Im Fall des Beschlusses des Bundesverfassungsgerichts (BVerfG) vom 15. Januar 2024 (Az. 1 BvR 1615/23) stand die Frage im Mittelpunkt, ob das Recht auf den gesetzlichen Richter oder das Recht auf ein faires Verfahren verletzt wird, wenn Richter in einer Videoverhandlung nur in der Totalen zu sehen sind. Die Beschwerdeführer hatten argumentiert, dass die fehlende Möglichkeit, die Gesichter der Richter genau zu sehen und ihre Mimik zu beobachten, ihre Rechte verletzte. Sie sahen sich dadurch in ihrer Fähigkeit beeinträchtigt, die Unbefangenheit der Richter zu beurteilen.
Das BVerfG stellte fest, dass das Recht auf den gesetzlichen Richter nach Art. 101 Abs. 1 S. 2 GG nicht verletzt wird, da eine richtige Gerichtsbesetzung vorlag und die reine Unmöglichkeit, Gesichter genau zu sehen, hierfür nicht ausreichend ist. Das Gericht wies jedoch darauf hin, dass die fehlende Möglichkeit, die Unvoreingenommenheit der Richter zu überprüfen, das Recht auf ein faires Verfahren beeinträchtigen könnte. Dieses Recht verlangt, dass Verfahrensbeteiligte die Neutralität und Unabhängigkeit des Gerichts hinreichend überprüfen können. Da die Beschwerdeführer diesen Aspekt jedoch nicht ausreichend substantiiert vorgetragen hatten, konnte das BVerfG keine abschließende Beurteilung über eine mögliche Verletzung des Rechts auf ein faires Verfahren vornehmen.
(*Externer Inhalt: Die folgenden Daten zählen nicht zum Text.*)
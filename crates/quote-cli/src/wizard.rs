use quote_spec::{ErrorMap, FieldKind, FieldSpec, FormSchema, GroupSpec, RenderPayload};
use serde_json::Value;

/// Controls which bits of state the wizard prints.
#[derive(Copy, Clone, Eq, PartialEq)]
pub enum Verbosity {
    /// Clean output: prompts and results only.
    Clean,
    /// Verbose output: help text, choices, and the rendered screen per step.
    Verbose,
}

impl Verbosity {
    pub fn from_verbose(verbose: bool) -> Self {
        if verbose {
            Verbosity::Verbose
        } else {
            Verbosity::Clean
        }
    }

    pub fn is_verbose(&self) -> bool {
        matches!(self, Verbosity::Verbose)
    }
}

/// Prints prompts and results for the interactive session.
pub struct WizardPresenter {
    verbosity: Verbosity,
    header_printed: bool,
}

impl WizardPresenter {
    pub fn new(verbosity: Verbosity) -> Self {
        Self {
            verbosity,
            header_printed: false,
        }
    }

    pub fn show_header(&mut self, schema: &FormSchema) {
        if self.header_printed {
            return;
        }
        println!("Form: {}", schema.title);
        if let Some(description) = &schema.description {
            println!("{}", description);
        }
        self.header_printed = true;
    }

    pub fn show_group(&self, index: usize, total: usize, group: &GroupSpec) {
        println!();
        println!("Step {}/{}: {}", index + 1, total, group.title);
        if let Some(description) = &group.description {
            println!("{}", description);
        }
    }

    pub fn show_screen(&self, text: &str) {
        if self.verbosity.is_verbose() {
            println!("{}", text);
        }
    }

    pub fn show_prompt(&self, prompt: &PromptContext) {
        let mut line = prompt.label.clone();
        if prompt.required {
            line.push_str(" *");
        }
        if let Some(hint) = &prompt.hint {
            line.push(' ');
            line.push_str(hint);
        }
        if let Some(current) = &prompt.current {
            line.push_str(&format!(" [current: {}]", current));
        }
        println!("{}", line);
        if let Some(help) = &prompt.help {
            println!("  {}", help);
        }
        if !prompt.choices.is_empty() {
            for (index, choice) in prompt.choices.iter().enumerate() {
                println!("  {}) {}", index + 1, choice);
            }
        }
    }

    pub fn show_parse_error(&self, error: &AnswerParseError) {
        eprintln!("Invalid answer: {}", error.user_message);
        if self.verbosity.is_verbose()
            && let Some(debug) = &error.debug_message
        {
            eprintln!("  Expected: {}", debug);
        }
    }

    pub fn show_field_error(&self, message: &str) {
        if !message.is_empty() {
            println!("  ! {}", message);
        }
    }

    pub fn show_actions(&self, last_group: bool, submit_label: &str) {
        if last_group {
            println!("Action: [s]ubmit ({}), [b]ack (default: submit)", submit_label);
        } else {
            println!("Action: [n]ext, [b]ack (default: next)");
        }
    }

    pub fn show_rejection(&self, schema: &FormSchema, errors: &ErrorMap) {
        println!("Please correct the following before submitting:");
        for (field_id, message) in errors {
            let label = schema
                .field(field_id)
                .map(|field| field.label.as_str())
                .unwrap_or(field_id.as_str());
            println!("  - {}: {}", label, message);
        }
    }

    pub fn show_embed(&self, payload: &RenderPayload) {
        println!();
        match &payload.embed {
            Some(embed) => println!("Continue in the external form: {} ({})", embed.title, embed.url),
            None => println!("Continue in the external form."),
        }
        println!("Paste messages from the external form as JSON, one per line.");
    }

    pub fn show_completion(&self, message: &str) {
        println!("{}", message);
    }

    pub fn show_external_failure(&self, message: &str) {
        eprintln!("{}", message);
    }
}

/// Context used to format a single field prompt.
pub struct PromptContext {
    pub label: String,
    pub required: bool,
    pub hint: Option<String>,
    pub help: Option<String>,
    pub current: Option<String>,
    pub choices: Vec<String>,
}

impl PromptContext {
    pub fn new(field: &FieldSpec, current: Option<&Value>) -> Self {
        Self {
            label: field.label.clone(),
            required: field.required,
            hint: kind_hint(field),
            help: field.help_text.clone(),
            current: current.map(display_value),
            choices: field
                .options
                .iter()
                .map(|option| option.label.clone())
                .collect(),
        }
    }
}

fn kind_hint(field: &FieldSpec) -> Option<String> {
    match field.kind {
        FieldKind::Checkbox => Some("(yes/no)".to_string()),
        FieldKind::Number => {
            let range = field.validation.as_ref().and_then(|rule| match (rule.min, rule.max) {
                (Some(min), Some(max)) => Some(format!("{}-{}", min, max)),
                (Some(min), None) => Some(format!(">= {}", min)),
                (None, Some(max)) => Some(format!("<= {}", max)),
                (None, None) => None,
            });
            Some(match range {
                Some(range) => format!("(number, {})", range),
                None => "(number)".to_string(),
            })
        }
        FieldKind::Date => Some("(YYYY-MM-DD)".to_string()),
        FieldKind::Select | FieldKind::Radio => Some("(choose a number or value)".to_string()),
        FieldKind::Textarea => Some("(single line)".to_string()),
        FieldKind::Text | FieldKind::Email | FieldKind::Tel => field
            .placeholder
            .as_ref()
            .map(|placeholder| format!("({})", placeholder)),
    }
}

fn display_value(value: &Value) -> String {
    match value {
        Value::String(text) => text.clone(),
        other => other.to_string(),
    }
}

/// Error produced when parsing answers from the user.
#[derive(Debug)]
pub struct AnswerParseError {
    pub user_message: String,
    pub debug_message: Option<String>,
}

impl AnswerParseError {
    pub fn new(user_message: impl Into<String>, debug_message: Option<String>) -> Self {
        Self {
            user_message: user_message.into(),
            debug_message,
        }
    }
}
Die Entscheidung des BVerfG erscheint gerechtfertigt, da sie die Bedeutung des Rechts auf den gesetzlichen Richter bekräftigt, gleichzeitig aber auch die Bedeutung des Rechts auf ein faires Verfahren anerkennt. Dies zeigt ein ausgewogenes Verständnis dafür, wie technologische Entwicklungen – wie die Durchführung von Videoverhandlungen – die Grundrechte beeinflussen können.
Andererseits könnte diese Entscheidung als verpasste Gelegenheit gesehen werden, klare Richtlinien für die Durchführung von Videoverhandlungen zu etablieren, insbesondere im Hinblick auf die Qualität der Bildübertragung und die dadurch bedingten Einschränkungen der Beobachtungsmöglichkeiten. Die Entscheidung lässt Raum für Unsicherheiten darüber, wie Gerichte künftig die Anforderungen an ein faires Verfahren in der digitalen Ära sicherstellen können.
Die Entscheidung des BVerfG erging am 15. Januar 2024 unter dem Aktenzeichen 1 BvR 1615/23.